Blue Star Mothers: When Your Child is at War

Cousin Cecil, at a Battle of the Bulge Reunion
It was decades after World War II that I finally asked my great-aunt Ruth about the stickers affixed to her apartment door.  By then, the two ovals, white with a red border, were  tattered at the edges, but the blue star in their center looked new. I figured she still dusted the decals occasionally.

 “They’re from the War,” she told me. World War II, I should have known—as if Korea hadn’t occurred and the conflict in Viet Nam wasn’t raging. “I was a Blue Star Mother.”
She explained to me that women with sons in the military could proudly display a blue star on their windows and doors. And there were pins to wear, as well. Gold stars were reserved for grieving parents who had lost a child in the war. “You never wanted to be a gold star mother.“ She shuddered.

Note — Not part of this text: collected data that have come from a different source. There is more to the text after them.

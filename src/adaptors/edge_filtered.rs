//! Edge-filtering adaptor.

use crate::adaptors::filter::FilterEdge;
use crate::direction::{Direction, Outgoing};
use crate::visit::{
    Data, EdgeIndexable, EdgeRef, GraphBase, GraphProp, IntoEdgeReferences, IntoEdges,
    IntoEdgesDirected, IntoNeighbors, IntoNeighborsDirected, IntoNodeIdentifiers,
    IntoNodeReferences, NodeCompactIndexable, NodeCount, NodeIndexable, Visitable,
};

/// A view of `G` containing only the edges accepted by `F`.
///
/// Edge and neighbor enumeration skip rejected edges. Nodes are unaffected,
/// so a node whose edges are all rejected stays visible as an isolated node.
/// Neighbor enumeration is derived from edge enumeration, so the inner graph
/// must implement `IntoEdges` (and `IntoEdgesDirected` for directed queries).
///
/// The filter only sees edge references, never bare edge ids, so this view
/// cannot answer id-based queries about edges: it implements neither
/// `DataMap`, `EdgeEndpoints`, `EdgeCount` nor `GetAdjacencyMatrix`. Node
/// counts and indices pass through unchanged.
///
/// ```
/// use halo_visit::adaptors::EdgeFiltered;
/// use halo_visit::graph::CsrGraph;
/// use halo_visit::traverse::Dfs;
/// use halo_visit::visit::{EdgeRef, Walker};
///
/// // 0 -(1)-> 1 -(5)-> 2
/// let g: CsrGraph<(), u32> = CsrGraph::from_edges(vec![(); 3], vec![(0, 1, 1), (1, 2, 5)]);
/// let light = EdgeFiltered::from_fn(&g, |e| *e.weight() < 3);
/// let seen: Vec<_> = Dfs::new(&light, 0).iter(&light).collect();
/// assert_eq!(seen, vec![0, 1]);
/// ```
#[derive(Copy, Clone, Debug)]
pub struct EdgeFiltered<G, F>(pub G, pub F);

impl<F, G> EdgeFiltered<G, F>
where
    G: IntoEdgeReferences,
    F: Fn(G::EdgeRef) -> bool,
{
    /// Filters `graph` with a closure over edge references.
    pub fn from_fn(graph: G, filter: F) -> Self {
        EdgeFiltered(graph, filter)
    }
}

impl<G: GraphBase, F> GraphBase for EdgeFiltered<G, F> {
    type NodeId = G::NodeId;
    type EdgeId = G::EdgeId;
}

impl<G: Data, F> Data for EdgeFiltered<G, F> {
    type NodeWeight = G::NodeWeight;
    type EdgeWeight = G::EdgeWeight;
}

impl<G: NodeCount, F> NodeCount for EdgeFiltered<G, F> {
    fn node_count(&self) -> usize {
        self.0.node_count()
    }
}

impl<G: NodeIndexable, F> NodeIndexable for EdgeFiltered<G, F> {
    fn node_bound(&self) -> usize {
        self.0.node_bound()
    }

    fn to_index(&self, a: G::NodeId) -> usize {
        NodeIndexable::to_index(&self.0, a)
    }

    fn from_index(&self, i: usize) -> G::NodeId {
        NodeIndexable::from_index(&self.0, i)
    }
}

impl<G: NodeCompactIndexable, F> NodeCompactIndexable for EdgeFiltered<G, F> {}

impl<G: EdgeIndexable, F> EdgeIndexable for EdgeFiltered<G, F> {
    fn edge_bound(&self) -> usize {
        self.0.edge_bound()
    }

    fn to_index(&self, a: G::EdgeId) -> usize {
        EdgeIndexable::to_index(&self.0, a)
    }

    fn from_index(&self, i: usize) -> G::EdgeId {
        EdgeIndexable::from_index(&self.0, i)
    }
}

impl<G: GraphProp, F> GraphProp for EdgeFiltered<G, F> {
    type EdgeType = G::EdgeType;
}

impl<G: Visitable, F> Visitable for EdgeFiltered<G, F> {
    type Map = G::Map;

    fn visit_map(&self) -> G::Map {
        self.0.visit_map()
    }

    fn reset_map(&self, map: &mut G::Map) {
        self.0.reset_map(map);
    }
}

impl<'a, G, F> IntoNeighbors for &'a EdgeFiltered<G, F>
where
    G: IntoEdges,
    F: FilterEdge<G::EdgeRef>,
{
    type Neighbors = EdgeFilteredNeighbors<'a, G::Edges, F>;

    fn neighbors(self, n: G::NodeId) -> Self::Neighbors {
        EdgeFilteredNeighbors {
            iter: self.0.edges(n),
            filter: &self.1,
            dir: Outgoing,
        }
    }
}

impl<'a, G, F> IntoNeighborsDirected for &'a EdgeFiltered<G, F>
where
    G: IntoEdgesDirected,
    F: FilterEdge<G::EdgeRef>,
{
    type NeighborsDirected = EdgeFilteredNeighbors<'a, G::EdgesDirected, F>;

    fn neighbors_directed(self, n: G::NodeId, dir: Direction) -> Self::NeighborsDirected {
        EdgeFilteredNeighbors {
            iter: self.0.edges_directed(n, dir),
            filter: &self.1,
            dir,
        }
    }
}

impl<'a, G, F> IntoEdgeReferences for &'a EdgeFiltered<G, F>
where
    G: IntoEdgeReferences,
    F: FilterEdge<G::EdgeRef>,
{
    type EdgeRef = G::EdgeRef;
    type EdgeReferences = EdgeFilteredEdges<'a, G::EdgeReferences, F>;

    fn edge_references(self) -> Self::EdgeReferences {
        EdgeFilteredEdges {
            iter: self.0.edge_references(),
            filter: &self.1,
        }
    }
}

impl<'a, G, F> IntoEdges for &'a EdgeFiltered<G, F>
where
    G: IntoEdges,
    F: FilterEdge<G::EdgeRef>,
{
    type Edges = EdgeFilteredEdges<'a, G::Edges, F>;

    fn edges(self, n: G::NodeId) -> Self::Edges {
        EdgeFilteredEdges {
            iter: self.0.edges(n),
            filter: &self.1,
        }
    }
}

impl<'a, G, F> IntoEdgesDirected for &'a EdgeFiltered<G, F>
where
    G: IntoEdgesDirected,
    F: FilterEdge<G::EdgeRef>,
{
    type EdgesDirected = EdgeFilteredEdges<'a, G::EdgesDirected, F>;

    fn edges_directed(self, n: G::NodeId, dir: Direction) -> Self::EdgesDirected {
        EdgeFilteredEdges {
            iter: self.0.edges_directed(n, dir),
            filter: &self.1,
        }
    }
}

impl<'a, G, F> IntoNodeIdentifiers for &'a EdgeFiltered<G, F>
where
    G: IntoNodeIdentifiers,
{
    type NodeIdentifiers = G::NodeIdentifiers;

    fn node_identifiers(self) -> G::NodeIdentifiers {
        self.0.node_identifiers()
    }
}

impl<'a, G, F> IntoNodeReferences for &'a EdgeFiltered<G, F>
where
    G: IntoNodeReferences,
{
    type NodeRef = G::NodeRef;
    type NodeReferences = G::NodeReferences;

    fn node_references(self) -> G::NodeReferences {
        self.0.node_references()
    }
}

/// Neighbors reached through accepted edges.
pub struct EdgeFilteredNeighbors<'a, I, F> {
    iter: I,
    filter: &'a F,
    dir: Direction,
}

impl<'a, I, F> Iterator for EdgeFilteredNeighbors<'a, I, F>
where
    I: Iterator,
    I::Item: EdgeRef,
    F: FilterEdge<I::Item>,
{
    type Item = <I::Item as EdgeRef>::NodeId;

    fn next(&mut self) -> Option<Self::Item> {
        let filter = self.filter;
        let edge = self.iter.find(|&e| filter.include_edge(e))?;
        Some(match self.dir {
            Direction::Outgoing => edge.target(),
            Direction::Incoming => edge.source(),
        })
    }

    fn size_hint(&self) -> (usize, Option<usize>) {
        (0, self.iter.size_hint().1)
    }
}

/// Accepted edges.
pub struct EdgeFilteredEdges<'a, I, F> {
    iter: I,
    filter: &'a F,
}

impl<'a, I, F> Iterator for EdgeFilteredEdges<'a, I, F>
where
    I: Iterator,
    I::Item: EdgeRef,
    F: FilterEdge<I::Item>,
{
    type Item = I::Item;

    fn next(&mut self) -> Option<I::Item> {
        let filter = self.filter;
        self.iter.find(|&e| filter.include_edge(e))
    }

    fn size_hint(&self) -> (usize, Option<usize>) {
        (0, self.iter.size_hint().1)
    }
}
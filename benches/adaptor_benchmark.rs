use criterion::{black_box, criterion_group, criterion_main, Criterion};
use halo_visit::adaptors::{EdgeFiltered, NodeFiltered, Reversed};
use halo_visit::graph::CsrGraph;
use halo_visit::traverse::{Bfs, Topo};
use halo_visit::visit::{EdgeRef, VisitedBits, Walker};

fn weighted_graph(nodes: usize, degree: usize) -> CsrGraph<(), u32> {
    let edges = (0..nodes).flat_map(|i| {
        (0..degree).map(move |j| (i, (i * 7 + j * 13 + 1) % nodes, ((i + j) % 10) as u32))
    });
    CsrGraph::from_edges(vec![(); nodes], edges)
}

fn bench_reversed(c: &mut Criterion) {
    let graph = weighted_graph(10_000, 8);

    c.bench_function("bfs_plain", |b| {
        b.iter(|| black_box(Bfs::new(&graph, 0).iter(&graph).count()));
    });

    c.bench_function("bfs_reversed", |b| {
        let r = Reversed(&graph);
        b.iter(|| black_box(Bfs::new(r, 0).iter(r).count()));
    });

    c.bench_function("topo_reversed_cyclic", |b| {
        let r = Reversed(&graph);
        b.iter(|| black_box(Topo::new(r).iter(r).count()));
    });
}

fn bench_filtered(c: &mut Criterion) {
    let graph = weighted_graph(10_000, 8);

    c.bench_function("bfs_node_filtered_closure", |b| {
        let f = NodeFiltered::from_fn(&graph, |n: usize| n % 3 != 0);
        b.iter(|| black_box(Bfs::new(&f, 1).iter(&f).count()));
    });

    c.bench_function("bfs_node_filtered_bitset", |b| {
        let keep: VisitedBits = (0..10_000).filter(|n| n % 3 != 0).collect();
        let f = NodeFiltered(&graph, &keep);
        b.iter(|| black_box(Bfs::new(&f, 1).iter(&f).count()));
    });

    c.bench_function("bfs_edge_filtered", |b| {
        let f = EdgeFiltered::from_fn(&graph, |e| *e.weight() < 7);
        b.iter(|| black_box(Bfs::new(&f, 0).iter(&f).count()));
    });

    c.bench_function("bfs_reversed_edge_filtered", |b| {
        let f = EdgeFiltered::from_fn(&graph, |e| *e.weight() < 7);
        let r = Reversed(&f);
        b.iter(|| black_box(Bfs::new(r, 0).iter(r).count()));
    });
}

criterion_group!(benches, bench_reversed, bench_filtered);
criterion_main!(benches);
//! Event-driven depth-first search.
//!
//! `depth_first_search` pushes structured events to a caller-supplied
//! callback instead of returning a node sequence. The callback steers the
//! search through its return value (`Control`, `()`, or `Result`).

use serde::{Deserialize, Serialize};

use crate::macros::trace_event;
use crate::visit::{IntoNeighbors, VisitMap, Visitable};

/// A discovery or finish timestamp.
///
/// One counter is shared by the whole search and advances once per
/// `Discover` and once per `Finish`, so timestamps are unique and strictly
/// increasing in event order.
#[derive(Copy, Clone, Debug, Default, PartialEq, Eq, PartialOrd, Ord, Hash, Serialize, Deserialize)]
pub struct Time(pub usize);

/// An event reported by `depth_first_search`.
#[derive(Copy, Clone, Debug, PartialEq, Eq, Hash, Serialize, Deserialize)]
pub enum DfsEvent<N> {
    /// First time the node is reached.
    Discover(N, Time),
    /// An edge to a node not yet discovered; the search descends into it.
    TreeEdge(N, N),
    /// An edge to a node that is discovered but not finished (an ancestor).
    BackEdge(N, N),
    /// An edge to a node that is already finished.
    CrossForwardEdge(N, N),
    /// All of the node's edges have been processed.
    Finish(N, Time),
}

/// Tri-state callback result steering `depth_first_search`.
#[derive(Copy, Clone, Debug, PartialEq, Eq, Serialize, Deserialize)]
pub enum Control<B> {
    /// Keep searching.
    Continue,
    /// Skip the subtree below the current event.
    ///
    /// Honored on `Discover` and `TreeEdge`; elsewhere it means `Continue`.
    Prune,
    /// Stop the whole search and return this value.
    Break(B),
}

impl Control<()> {
    /// A `Break` carrying no value.
    pub fn breaking() -> Control<()> {
        Control::Break(())
    }
}

impl<B> Default for Control<B> {
    fn default() -> Self {
        Control::Continue
    }
}

impl<B> Control<B> {
    /// Returns the break value, if any.
    pub fn break_value(self) -> Option<B> {
        match self {
            Control::Continue | Control::Prune => None,
            Control::Break(b) => Some(b),
        }
    }
}

/// Values a search callback may return.
pub trait ControlFlow {
    /// The value meaning "keep going".
    fn continuing() -> Self;
    /// Returns `true` if the search must stop and return this value.
    fn should_break(&self) -> bool;
    /// Returns `true` if the current subtree must be skipped.
    fn should_prune(&self) -> bool;
}

impl ControlFlow for () {
    fn continuing() {}

    #[inline]
    fn should_break(&self) -> bool {
        false
    }

    #[inline]
    fn should_prune(&self) -> bool {
        false
    }
}

impl<B> ControlFlow for Control<B> {
    fn continuing() -> Self {
        Control::Continue
    }

    #[inline]
    fn should_break(&self) -> bool {
        matches!(self, Control::Break(_))
    }

    #[inline]
    fn should_prune(&self) -> bool {
        matches!(self, Control::Prune)
    }
}

/// `Err` breaks the search; `Ok` defers to the inner value.
impl<C: ControlFlow, E> ControlFlow for Result<C, E> {
    fn continuing() -> Self {
        Ok(C::continuing())
    }

    fn should_break(&self) -> bool {
        match self {
            Ok(c) => c.should_break(),
            Err(_) => true,
        }
    }

    fn should_prune(&self) -> bool {
        match self {
            Ok(c) => c.should_prune(),
            Err(_) => false,
        }
    }
}

/// Runs a depth-first search from each node of `starts`, reporting events to
/// `visitor`.
///
/// Starts already reached by an earlier start are skipped. The search state
/// is shared across starts, so edges into earlier trees are reported as
/// `CrossForwardEdge`.
///
/// Event rules:
/// - `Discover` on entry, one edge event per neighbor, `Finish` on exit.
/// - A breaking return value is returned immediately; no further events.
/// - `Prune` on `Discover` skips the node's edges, but its `Finish` is still
///   reported, so every `Discover` is matched by a `Finish`.
/// - `Prune` on `TreeEdge(u, v)` leaves `v` undiscovered; it may still be
///   reached later through another edge.
///
/// The search keeps an explicit frame stack on the heap, so graph depth is
/// not limited by the thread's call stack.
///
/// ```
/// use halo_visit::graph::CsrGraph;
/// use halo_visit::traverse::{depth_first_search, Control, DfsEvent};
///
/// // 0 -> 1 -> 2 -> 3
/// let g = CsrGraph::from_adjacency(&[vec![1], vec![2], vec![3], vec![]]);
/// let found = depth_first_search(&g, Some(0), |event| match event {
///     DfsEvent::Discover(2, time) => Control::Break(time),
///     _ => Control::Continue,
/// });
/// assert_eq!(found.break_value().map(|t| t.0), Some(2));
/// ```
pub fn depth_first_search<G, I, F, C>(graph: G, starts: I, mut visitor: F) -> C
where
    G: IntoNeighbors + Visitable,
    I: IntoIterator<Item = G::NodeId>,
    F: FnMut(DfsEvent<G::NodeId>) -> C,
    C: ControlFlow,
{
    let mut search = Search {
        graph,
        discovered: graph.visit_map(),
        finished: graph.visit_map(),
        time: Time(0),
        frames: Vec::new(),
    };

    for start in starts {
        let ret = search.run(start, &mut visitor);
        if ret.should_break() {
            trace_event!(time = search.time.0, "depth-first search stopped early");
            return ret;
        }
    }
    C::continuing()
}

struct Frame<N, I> {
    node: N,
    neighbors: I,
}

struct Search<G>
where
    G: IntoNeighbors + Visitable,
{
    graph: G,
    discovered: G::Map,
    finished: G::Map,
    time: Time,
    frames: Vec<Frame<G::NodeId, G::Neighbors>>,
}

impl<G> Search<G>
where
    G: IntoNeighbors + Visitable,
{
    fn tick(&mut self) -> Time {
        let now = self.time;
        self.time.0 += 1;
        now
    }

    /// Reports `Discover` for an already-marked node and opens its frame.
    fn enter<F, C>(&mut self, node: G::NodeId, visitor: &mut F) -> C
    where
        F: FnMut(DfsEvent<G::NodeId>) -> C,
        C: ControlFlow,
    {
        let now = self.tick();
        let ret = visitor(DfsEvent::Discover(node, now));
        if ret.should_break() {
            return ret;
        }
        if ret.should_prune() {
            return self.leave(node, visitor);
        }
        self.frames.push(Frame {
            node,
            neighbors: self.graph.neighbors(node),
        });
        C::continuing()
    }

    fn leave<F, C>(&mut self, node: G::NodeId, visitor: &mut F) -> C
    where
        F: FnMut(DfsEvent<G::NodeId>) -> C,
        C: ControlFlow,
    {
        self.finished.visit(node);
        let now = self.tick();
        let ret = visitor(DfsEvent::Finish(node, now));
        if ret.should_break() {
            ret
        } else {
            C::continuing()
        }
    }

    fn run<F, C>(&mut self, start: G::NodeId, visitor: &mut F) -> C
    where
        F: FnMut(DfsEvent<G::NodeId>) -> C,
        C: ControlFlow,
    {
        if !self.discovered.visit(start) {
            return C::continuing();
        }
        let ret = self.enter(start, visitor);
        if ret.should_break() {
            return ret;
        }

        while let Some(frame) = self.frames.last_mut() {
            let u = frame.node;
            let ret = match frame.neighbors.next() {
                Some(v) if !self.discovered.is_visited(v) => {
                    let ret = visitor(DfsEvent::TreeEdge(u, v));
                    if ret.should_break() {
                        return ret;
                    }
                    if ret.should_prune() || !self.discovered.visit(v) {
                        continue;
                    }
                    self.enter(v, visitor)
                }
                Some(v) if !self.finished.is_visited(v) => visitor(DfsEvent::BackEdge(u, v)),
                Some(v) => visitor(DfsEvent::CrossForwardEdge(u, v)),
                None => {
                    self.frames.pop();
                    self.leave(u, visitor)
                }
            };
            if ret.should_break() {
                return ret;
            }
        }
        C::continuing()
    }
}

Her older son Walter, a Marine, had been in the bloody water off the coast of Normandy and landed in France on D-Day. Amazingly, he was also present at the landing in Iwo Jima. His younger brother, Irwin, had served bravely in Italy.  At the time of the war, my great-aunt was in midlife... and widowed. She had loving family nearby and good friends for support. Bottom line, though, she shouldered her burden by herself.
Another cousin, Cecil, fought in the Battle of the Bulge and spent time in a German prison camp. Now in his eighties, he's active in groups that include buddies from the war and honor those currently in harm’s way. He doesn’t talk much about what he personally endured.  Most of the former servicemen in my family don’t revisit that time, even with those closest to them. But the wives of some report nightmares persist, even 60 years later. And Walter’s daughter says it was only shortly before his death that he started to “talk of those days and refer to the other men.”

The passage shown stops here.